** EXERCISE **
Reproduce precisely the lines between the start of the data below and the line with "Provide the latest", both included.

[Stored items]
──────────────────────────────

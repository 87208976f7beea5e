/// Fixed prompt sent to the model on every run.
pub const INVESTMENT_NEWS_PROMPT: &str = r#"
Provide the latest investment news for Bitcoin, Stocks, Gold, and Real Estate.
Follow this exact format, keeping details realistic:

Bitcoin: "Bitcoin remains steady around $24,500, with a slight dip in trading volume."
Source: CoinDesk (https://www.coindesk.com/markets)
Risk: Medium
Volatility: High
Trend: Neutral
Market Condition: Stable
Sector: Cryptocurrency
Historical Performance: Up 3% last month

Stocks: "US stocks close higher, Nasdaq leads gains."
Source: CNBC (https://www.cnbc.com/market-update)
Risk: Low
Volatility: Medium
Trend: Bullish
Market Condition: Strong
Sector: Technology
Historical Performance: Up 7% last month

Gold: "Gold prices edge higher on geopolitical tensions."
Source: Reuters (https://www.reuters.com/markets/commodities)
Risk: Low
Volatility: Low
Trend: Bullish
Market Condition: Safe Haven
Sector: Commodities
Historical Performance: Up 5% last month

Real Estate: "US home sales fall 7.7% as mortgage rates soar."
Source: Bloomberg (https://www.bloomberg.com/news/articles)
Risk: High
Volatility: Medium
Trend: Bearish
Market Condition: Weak
Sector: Housing
Historical Performance: Down 4% last month
"#;

/// Asset classes the prompt asks about, in prompt order.
pub const ASSETS: [&str; 4] = ["Bitcoin", "Stocks", "Gold", "Real Estate"];
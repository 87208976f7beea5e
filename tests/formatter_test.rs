use market_news_etl::clean_response;
use market_news_etl::core::formatter::{classify_line, format_document, format_line, LineRule};

#[test]
fn test_bold_heading_maps_to_label() {
    for label in ["Bitcoin", "Stocks", "Gold", "Real Estate", "Market Condition"] {
        let line = format!("**{}**", label);
        assert_eq!(format_line(&line), format!("{}:", label));
    }
}

#[test]
fn test_source_bullet_keeps_remainder() {
    let remainders = [
        " CoinDesk (https://www.coindesk.com/markets)",
        " CNBC (https://www.cnbc.com/market-update)",
        "Bloomberg",
        "",
    ];
    for rest in remainders {
        let line = format!("- Source:{}", rest);
        let out = format_line(&line);
        assert!(out.starts_with("Source:"));
        assert_eq!(&out["Source:".len()..], rest);
    }
}

#[test]
fn test_unmatched_lines_are_byte_identical() {
    let raw = "Risk: Medium\nVolatility: High\n* Source: starred bullet\n-Source: no space\nTrend: **Neutral**";
    assert_eq!(clean_response(raw), raw);
    for line in raw.lines() {
        assert_eq!(classify_line(line), LineRule::Passthrough);
    }
}

#[test]
fn test_documented_scenario() {
    assert_eq!(
        clean_response("  Hello\n- Source: X\n**Y**  \n"),
        "Hello\nSource: X\nY:"
    );
}

#[test]
fn test_empty_input_yields_empty_output() {
    assert_eq!(clean_response(""), "");
    assert_eq!(format_document("").line_count(), 1);
    assert_eq!(format_document("").to_file_contents(), "\n");
}

#[test]
fn test_line_order_is_preserved() {
    let doc = format_document("**A**\nfirst\n- Source: s\nlast");
    assert_eq!(doc.lines, vec!["A:", "first", "Source: s", "last"]);
}
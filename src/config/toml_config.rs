use crate::config::{DEFAULT_API_BASE, DEFAULT_MODEL, DEFAULT_OUTPUT_FILE};
use crate::core::ConfigProvider;
use crate::utils::error::{EtlError, Result};
use crate::utils::validation::{self, Validate};
use regex::Regex;
use serde::{Deserialize, Serialize};
use std::path::Path;

#[derive(Debug, Clone, Serialize, Deserialize)]
pub struct TomlConfig {
    pub pipeline: PipelineConfig,
    #[serde(default)]
    pub source: SourceConfig,
    #[serde(default)]
    pub load: LoadConfig,
    pub credentials: Option<CredentialsConfig>,
    pub monitoring: Option<MonitoringConfig>,
}

#[derive(Debug, Clone, Serialize, Deserialize)]
pub struct PipelineConfig {
    pub name: String,
    pub description: Option<String>,
}

#[derive(Debug, Clone, Serialize, Deserialize)]
pub struct SourceConfig {
    #[serde(default = "default_api_base")]
    pub api_base: String,
    #[serde(default = "default_model")]
    pub model: String,
}

#[derive(Debug, Clone, Serialize, Deserialize)]
pub struct LoadConfig {
    #[serde(default = "default_output_dir")]
    pub output_dir: String,
    #[serde(default = "default_output_file")]
    pub output_file: String,
}

#[derive(Debug, Clone, Serialize, Deserialize)]
pub struct CredentialsConfig {
    pub env_file: Option<String>,
}

#[derive(Debug, Clone, Serialize, Deserialize)]
pub struct MonitoringConfig {
    pub enabled: bool,
    pub json_logs: Option<bool>,
}

fn default_api_base() -> String {
    DEFAULT_API_BASE.to_string()
}

fn default_model() -> String {
    DEFAULT_MODEL.to_string()
}

fn default_output_dir() -> String {
    ".".to_string()
}

fn default_output_file() -> String {
    DEFAULT_OUTPUT_FILE.to_string()
}

impl Default for SourceConfig {
    fn default() -> Self {
        Self {
            api_base: default_api_base(),
            model: default_model(),
        }
    }
}

impl Default for LoadConfig {
    fn default() -> Self {
        Self {
            output_dir: default_output_dir(),
            output_file: default_output_file(),
        }
    }
}

impl TomlConfig {
    /// 從 TOML 檔案載入配置
    pub fn from_file<P: AsRef<Path>>(path: P) -> Result<Self> {
        let content = std::fs::read_to_string(&path).map_err(EtlError::IoError)?;
        Self::from_toml_str(&content)
    }

    /// 從 TOML 字串解析配置
    pub fn from_toml_str(content: &str) -> Result<Self> {
        let processed_content = Self::substitute_env_vars(content)?;

        toml::from_str(&processed_content).map_err(|e| EtlError::ConfigValidationError {
            field: "toml_parsing".to_string(),
            message: format!("TOML parsing error: {}", e),
        })
    }

    /// 替換環境變數 (例如 ${OUTPUT_DIR})，找不到的變數保持原樣
    fn substitute_env_vars(content: &str) -> Result<String> {
        let re = Regex::new(r"\$\{([A-Za-z_][A-Za-z0-9_]*)\}").map_err(|e| EtlError::ConfigError {
            message: format!("Invalid substitution pattern: {}", e),
        })?;

        let result = re.replace_all(content, |caps: &regex::Captures| {
            let var_name = &caps[1];
            std::env::var(var_name).unwrap_or_else(|_| format!("${{{}}}", var_name))
        });

        Ok(result.to_string())
    }

    pub fn validate_config(&self) -> Result<()> {
        validation::validate_non_empty_string("pipeline.name", &self.pipeline.name)?;
        validation::validate_url("source.api_base", &self.source.api_base)?;
        validation::validate_non_empty_string("source.model", &self.source.model)?;
        validation::validate_path("load.output_dir", &self.load.output_dir)?;
        validation::validate_file_name("load.output_file", &self.load.output_file)?;

        if let Some(env_file) = self.env_file() {
            validation::validate_path("credentials.env_file", env_file)?;
        }

        // 未替換的 ${VAR} 代表環境變數缺漏
        for (field, value) in [
            ("source.api_base", &self.source.api_base),
            ("load.output_dir", &self.load.output_dir),
        ] {
            if value.contains("${") {
                return Err(EtlError::MissingConfigError {
                    field: format!("{} ({})", field, value),
                });
            }
        }

        Ok(())
    }

    pub fn env_file(&self) -> Option<&str> {
        self.credentials.as_ref().and_then(|c| c.env_file.as_deref())
    }

    /// 取得監控設定
    pub fn monitoring_enabled(&self) -> bool {
        self.monitoring.as_ref().map(|m| m.enabled).unwrap_or(false)
    }

    pub fn json_logs(&self) -> bool {
        self.monitoring
            .as_ref()
            .and_then(|m| m.json_logs)
            .unwrap_or(false)
    }
}

impl ConfigProvider for TomlConfig {
    fn api_base(&self) -> &str {
        &self.source.api_base
    }

    fn model(&self) -> &str {
        &self.source.model
    }

    fn output_dir(&self) -> &str {
        &self.load.output_dir
    }

    fn output_file(&self) -> &str {
        &self.load.output_file
    }
}

impl Validate for TomlConfig {
    fn validate(&self) -> Result<()> {
        self.validate_config()
    }
}
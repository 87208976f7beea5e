use chrono::{DateTime, Utc};
use serde::{Deserialize, Serialize};

/// Raw text returned by the generative model, before formatting.
#[derive(Debug, Clone, PartialEq, Eq, Serialize, Deserialize)]
pub struct RawCompletion {
    pub text: String,
    pub model: String,
}

/// An ordered sequence of lines, produced once and written once.
#[derive(Debug, Clone, Default, PartialEq, Eq, Serialize, Deserialize)]
pub struct TextDocument {
    pub lines: Vec<String>,
}

impl TextDocument {
    pub fn new(lines: Vec<String>) -> Self {
        Self { lines }
    }

    pub fn line_count(&self) -> usize {
        self.lines.len()
    }

    /// 以 `\n` 串接所有行，結尾不加換行
    pub fn render(&self) -> String {
        self.lines.join("\n")
    }

    /// 寫入檔案的內容：render() 加上一個結尾換行
    pub fn to_file_contents(&self) -> String {
        let mut contents = self.render();
        contents.push('\n');
        contents
    }
}

#[derive(Debug, Clone, Serialize, Deserialize)]
pub struct LoadReport {
    pub output_path: String,
    pub line_count: usize,
    pub bytes_written: usize,
    pub completed_at: DateTime<Utc>,
}
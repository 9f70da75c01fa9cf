//! Stark-curve cryptography: field elements, curve arithmetic, the
//! Pedersen hash, the starknet Keccak selector and deterministic ECDSA.
//!
//! Everything in this crate is pure and synchronous; nothing here touches
//! the network or shared state.

pub mod curve;
pub mod ecdsa;
pub mod errors;
pub mod felt;
mod fp;
pub mod pedersen;
pub mod selector;

pub use curve::AffinePoint;
pub use ecdsa::{Signature, SigningKey, VerifyingKey};
pub use errors::{FeltError, PointError, SignError, SignatureFormatError};
pub use felt::Felt;
pub use pedersen::{hash_elements, pedersen_hash};
pub use selector::{selector_from_name, starknet_keccak};
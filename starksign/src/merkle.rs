//! Pedersen Merkle trees, backing the `merkletree` field type.
//!
//! Nodes hash their children sorted (`H(min, max)`) and odd levels are
//! padded with a zero sibling, so the root is independent of sibling
//! orientation.

use thiserror::Error;

use starksign_crypto::{pedersen_hash, Felt};

#[derive(Debug, Error, Clone, PartialEq, Eq)]
pub enum MerkleTreeError {
    #[error("cannot build a merkle tree from empty leaves")]
    EmptyLeaves,
}

#[derive(Debug, Clone, PartialEq, Eq)]
pub struct MerkleTree {
    pub root_hash: Felt,
    pub leaves: Vec<Felt>,
}

impl MerkleTree {
    pub fn new(leaves: Vec<Felt>) -> Result<Self, MerkleTreeError> {
        if leaves.is_empty() {
            return Err(MerkleTreeError::EmptyLeaves);
        }
        let root_hash = build_root(&leaves);
        Ok(Self { root_hash, leaves })
    }
}

fn build_root(leaves: &[Felt]) -> Felt {
    let mut level = leaves.to_vec();
    while level.len() > 1 {
        level = level
            .chunks(2)
            .map(|pair| {
                let a = pair[0];
                let b = pair.get(1).copied().unwrap_or(Felt::ZERO);
                hash_sorted_pair(a, b)
            })
            .collect();
    }
    level[0]
}

/// The smaller element always hashes first.
fn hash_sorted_pair(a: Felt, b: Felt) -> Felt {
    if a <= b {
        pedersen_hash(&a, &b)
    } else {
        pedersen_hash(&b, &a)
    }
}
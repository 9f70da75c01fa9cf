use thiserror::Error;

#[derive(Debug, Error, Clone, PartialEq, Eq)]
pub enum FeltError {
    #[error("invalid hexadecimal literal: `{0}`")]
    InvalidHex(String),
    #[error("invalid decimal literal: `{0}`")]
    InvalidDecimal(String),
    #[error("value does not fit below the field prime")]
    OutOfRange,
    #[error("short strings hold at most 31 characters")]
    ShortStringTooLong,
    #[error("short strings must be ASCII")]
    ShortStringNotAscii,
}

#[derive(Debug, Error, Clone, PartialEq, Eq)]
pub enum PointError {
    #[error("coordinates do not satisfy the curve equation")]
    NotOnCurve,
}

#[derive(Debug, Error, Clone, PartialEq, Eq)]
pub enum SignError {
    #[error("private key must be a nonzero scalar below the curve order")]
    InvalidScalar,
    #[error("could not derive a usable nonce within {0} attempts")]
    NonceExhausted(u32),
}

#[derive(Debug, Error, Clone, PartialEq, Eq)]
pub enum SignatureFormatError {
    #[error("expected 2 or 3 signature elements, got {0}")]
    InvalidLength(usize),
    #[error("signature component is zero")]
    ZeroComponent,
    #[error("signature component is not below the curve order")]
    OutOfRange,
}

──────────────────────────────

** REPLY TO THE TASK **
repository 87208976f7beea5e
/// Fixed prompt sent to the model on every run.
pub const INVESTMENT_NEWS_PROMPT: &str = r#"
Provide the latest investment news for Bitcoin, Stocks, Gold, and Real Estate.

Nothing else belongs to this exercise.